Mehrwert von ACTA für die Schweiz

Meine nächste Frage bezog sich auf die Notwendigkeit von ACTA für die Schweiz, obwohl das IGE selbst betone, dass dadurch keine Schweizer Gesetze betroffen seien. Herr Schaeli beantwortete diese Frage leicht abgewandelt dahingehend, inwiefern ACTA für die Schweiz einen Mehrwert bedeuten könne, obwohl gar keine Schweizer Gesetze geändert werden müssten und nahm ausserdem ausdrücklich Bezug auf die – seiner Meinung nach falsche – Bezeichnung von ATCA als «Internet-Abkommen»:

Umfassender Geltungsbereich von ACTA

«Der im ACTA- und der Schweizer Gesetzgebung vorgesehene Schutz und dortige Massnahmen gegen die grossangelegte, kommerziell organisierte Fälschung und Piraterie gehen über die bisherigen internationalen Mindeststandards hinaus (aber eben nicht über die Schweizer Gesetzgebung).
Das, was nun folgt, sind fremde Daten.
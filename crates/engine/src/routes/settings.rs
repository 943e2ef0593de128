//! Site settings API routes.

use axum::extract::State;
use axum::http::StatusCode;
use axum::response::Json;
use axum::routing::{get, put};
use axum::Router;
use serde::Deserialize;

use crate::error::{PublishError, PublishResult};
use crate::models::{PublishSettings, SiteSettings};
use crate::state::AppState;

/// Create the settings router.
pub fn router() -> Router<AppState> {
    Router::new()
        .route("/api/settings", get(get_settings))
        .route("/api/settings", put(update_settings))
}

/// Partial settings update; absent fields are left unchanged.
#[derive(Deserialize)]
struct UpdateSettingsRequest {
    posts_per_page: Option<i64>,
    excerpt_length: Option<u64>,
    show_author: Option<bool>,
    allow_comments: Option<bool>,
}

async fn get_settings(State(state): State<AppState>) -> PublishResult<Json<PublishSettings>> {
    Ok(Json(PublishSettings::load(state.pool()).await?))
}

/// Range checks before anything is persisted. `posts_per_page` feeds a SQL
/// LIMIT, so a bad value would break every listing endpoint until fixed.
fn validate(request: &UpdateSettingsRequest) -> Vec<String> {
    let mut errors = Vec::new();
    if matches!(request.posts_per_page, Some(v) if v < 1) {
        errors.push("Posts per page must be at least 1".to_string());
    }
    if matches!(request.excerpt_length, Some(0)) {
        errors.push("Excerpt length must be at least 1".to_string());
    }
    errors
}

async fn update_settings(
    State(state): State<AppState>,
    Json(request): Json<UpdateSettingsRequest>,
) -> PublishResult<StatusCode> {
    let errors = validate(&request);
    if !errors.is_empty() {
        return Err(PublishError::Validation(errors));
    }

    if let Some(v) = request.posts_per_page {
        SiteSettings::set(state.pool(), "posts_per_page", serde_json::json!(v)).await?;
    }
    if let Some(v) = request.excerpt_length {
        SiteSettings::set(state.pool(), "excerpt_length", serde_json::json!(v)).await?;
    }
    if let Some(v) = request.show_author {
        SiteSettings::set(state.pool(), "show_author", serde_json::json!(v)).await?;
    }
    if let Some(v) = request.allow_comments {
        SiteSettings::set(state.pool(), "allow_comments", serde_json::json!(v)).await?;
    }

    Ok(StatusCode::NO_CONTENT)
}

#[cfg(test)]
#[allow(clippy::unwrap_used, clippy::expect_used)]
mod tests {
    use super::*;

    fn request(posts_per_page: Option<i64>, excerpt_length: Option<u64>) -> UpdateSettingsRequest {
        UpdateSettingsRequest {
            posts_per_page,
            excerpt_length,
            show_author: None,
            allow_comments: None,
        }
    }

    #[test]
    fn rejects_non_positive_posts_per_page() {
        assert!(!validate(&request(Some(-5), None)).is_empty());
        assert!(!validate(&request(Some(0), None)).is_empty());
        assert!(validate(&request(Some(10), None)).is_empty());
    }

    #[test]
    fn rejects_zero_excerpt_length() {
        assert!(!validate(&request(None, Some(0))).is_empty());
        assert!(validate(&request(None, Some(160))).is_empty());
    }

    #[test]
    fn absent_fields_pass() {
        assert!(validate(&request(None, None)).is_empty());
    }
}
Zudem sind die Bestimmungen zu Schutzstandards und -massnahmen gegen Fälschung und Piraterie ja nur ein Teil von ACTA. Das Abkommen sieht daneben insbesondere auch eine bessere Koordination, den vermehrten Informationsaustausch und allgemein die engere Zusammenarbeit unter den ACTA-Mitgliedstaaten vor bei ihren Anstrengungen solche Fälschungs- und Piraterieaktivitäten zu bekämpfen. Da diese Aktivitäten heute grenzüberschreitend, ja global organisiert sind, ist auch nur bei Koordination und Zusammenarbeit unter den Staaten ein effektives Vorgehen gegen solche kriminellen Aktivitäten möglich.»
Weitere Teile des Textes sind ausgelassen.